In the case of the old double-cross switcheroo, when Myrtilus came to collect the rest of his fee for waxing the chariot, Pelops refused to pay him. Instead, Pelops threw Myrtilus off a convenient cliff to his death on the rocks far below. Pelops operated on Stalin’s theory: No Man, No Problem. Or the pirates’ theory that dead men tell no tales. But the story doesn’t end there. Myrtilus’ ghost began haunting Pelops. The haunting became such an irritation for Pelops that he realized the only way to rid himself of this meddlesome ghost was to perform the ritual Funeral Games.

Nowadays, people stand around at funerals viewing the deceased guest of honor saying: “My, oh my, don’t he look natural? He never looked that good in life,” before retiring to the Fellowship Hall to eat fried chicken, deviled eggs and potato salad. Back in Greek mythology days, people performed the precursors of Frank Costanza’s Festivus Feats of Strength by having athletic Funeral Games like races, rassling and javelin throwing.

To get rid of Myrtilus’ ghost, Pelops put on a giant set of Funeral Games which gave birth to the Olympics. A funeral today with javelin tossing would be much more entertaining than just eating deviled eggs and discussing why the Tar Heel basketball team is so erratic. But I digress.

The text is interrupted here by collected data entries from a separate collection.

/// One part slot in a ship layout (ship-local coordinates)
#[derive(Debug, Clone, PartialEq, Serialize, Deserialize)]
pub struct LayoutPart {
    pub x: f32,
    pub y: f32,
    pub kind: PartKind,
}

#[derive(Debug, Clone, PartialEq, Serialize, Deserialize)]
pub struct ShipLayout {
    pub parts: Vec<LayoutPart>,
}

/// Per-kind asteroid properties
#[derive(Debug, Clone, PartialEq, Serialize, Deserialize)]
pub struct AsteroidType {
    pub hp: u32,
    pub radius: f32,
    /// Speed factor, multiplied by `asteroid_base_speed`
    pub speed: f32,
    pub score: u64,
    /// Child type produced on destruction
    pub splits: Option<AsteroidKind>,
    pub split_count: u32,
}

/// Display text for a narrative beat
#[derive(Debug, Clone, PartialEq, Serialize, Deserialize)]
pub struct NarrativeText {
    pub text: String,
    pub color: String,
}

/// Every lookup table the simulation consumes
#[derive(Debug, Clone, PartialEq, Serialize, Deserialize)]
#[serde(default)]
pub struct Definitions {
    pub part_types: BTreeMap<String, PartType>,
    pub ship_layouts: BTreeMap<String, ShipLayout>,
    pub asteroid_types: BTreeMap<String, AsteroidType>,
    pub narrative_text: BTreeMap<String, NarrativeText>,
    pub narrative: NarrativeConfig,
    pub tuning: Tuning,
}

impl Default for Definitions {
    fn default() -> Self {
        Self::builtin()
    }
}

impl Definitions {
    /// Load definitions from JSON.
    ///
    /// Top-level tables that are absent keep their built-in contents, so a file
    /// may override only `tuning` or only `narrative_text`.
    pub fn from_json(json: &str) -> Result<Self, DefinitionError> {
        let defs: Definitions = serde_json::from_str(json)?;
        defs.validate()?;
        Ok(defs)
    }

    /// Check cross-references between tables
    pub fn validate(&self) -> Result<(), DefinitionError> {
        for (id, layout) in &self.ship_layouts {
            if !layout.parts.iter().any(|p| p.kind == PartKind::Core) {
                return Err(DefinitionError::CorelessLayout(id.clone()));
            }
        }

        for (id, def) in &self.asteroid_types {
            let Some(into) = def.splits else { continue };
            if def.split_count == 0 {
                continue;
            }
            if id == AsteroidKind::Small.as_str() {
                return Err(DefinitionError::SmallSplits);
            }
            if !self.asteroid_types.contains_key(into.as_str()) {
                return Err(DefinitionError::UnknownSplitTarget {
                    from: id.clone(),
                    into: into.as_str().to_string(),
                });
            }
        }

        let nodes: BTreeSet<&str> =
            self.narrative.graph.nodes.iter().map(|n| n.id.as_str()).collect();
        if !nodes.contains(self.narrative.start_node.as_str()) {
            return Err(DefinitionError::UnknownStartNode(
                self.narrative.start_node.clone(),
            ));
        }
        for edge in &self.narrative.graph.edges {
            if !nodes.contains(edge.from.as_str()) || !nodes.contains(edge.to.as_str()) {
                return Err(DefinitionError::UnknownEdgeNode {
                    from: edge.from.clone(),
                    to: edge.to.clone(),
                });
            }
        }
        Ok(())
    }

    pub fn part_type(&self, kind: PartKind) -> Option<&PartType> {
        self.part_types.get(kind.as_str())
    }

    pub fn ship_layout(&self, id: &str) -> Option<&ShipLayout> {
        self.ship_layouts.get(id)
    }

    pub fn asteroid_type(&self, kind: AsteroidKind) -> Option<&AsteroidType> {
        self.asteroid_types.get(kind.as_str())
    }

    pub fn narrative_text(&self, id: &str) -> Option<&NarrativeText> {
        self.narrative_text.get(id)
    }

    #[inline]
    pub fn game(&self) -> &GameConfig {
        &self.tuning.game
    }

    #[inline]
    pub fn scoring(&self) -> &ScoringConfig {
        &self.tuning.scoring
    }

    /// The stock game data
    pub fn builtin() -> Self {
        let part_types = [
            (PartKind::Core, "Core", 10.0, 8),
            (PartKind::Engine, "Engine", 5.0, 3),
            (PartKind::Gun, "Gun", 5.0, 2),
        ]
        .into_iter()
        .map(|(kind, name, mass, max_hp)| {
            (
                kind.as_str().to_string(),
                PartType {
                    name: name.to_string(),
                    mass,
                    max_hp,
                },
            )
        })
        .collect();

        let layout = ShipLayout {
            parts: vec![
                LayoutPart { x: 0.0, y: 0.0, kind: PartKind::Core },
                LayoutPart { x: -30.0, y: 30.0, kind: PartKind::Engine },
                LayoutPart { x: 30.0, y: 30.0, kind: PartKind::Engine },
                LayoutPart { x: 0.0, y: -30.0, kind: PartKind::Gun },
            ],
        };
        let ship_layouts = BTreeMap::from([(crate::consts::PLAYER_LAYOUT.to_string(), layout)]);

        let asteroid_types = [
            (AsteroidKind::Large, 3, 40.0, 1.0, 50, Some(AsteroidKind::Medium), 2),
            (AsteroidKind::Medium, 2, 25.0, 1.5, 100, Some(AsteroidKind::Small), 2),
            (AsteroidKind::Small, 1, 14.0, 2.0, 150, None, 0),
        ]
        .into_iter()
        .map(|(kind, hp, radius, speed, score, splits, split_count)| {
            (
                kind.as_str().to_string(),
                AsteroidType {
                    hp,
                    radius,
                    speed,
                    score,
                    splits,
                    split_count,
                },
            )
        })
        .collect();

        Self {
            part_types,
            ship_layouts,
            asteroid_types,
            narrative_text: builtin_narrative_text(),
            narrative: builtin_narrative_config(),
            tuning: Tuning::default(),
        }
    }
}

So, what have we learned today? Once again, precious little. However, we can now have an enhanced appreciation of the long history of cheating in the Olympic games. The Chinese, Russian and North Korean teams’ efforts along these lines are just following the traditional Olympic Spirit initiated by Myrtilus and his waxed linchpins. Don’t get upset. Forget it, Jake. It’s Chinatown.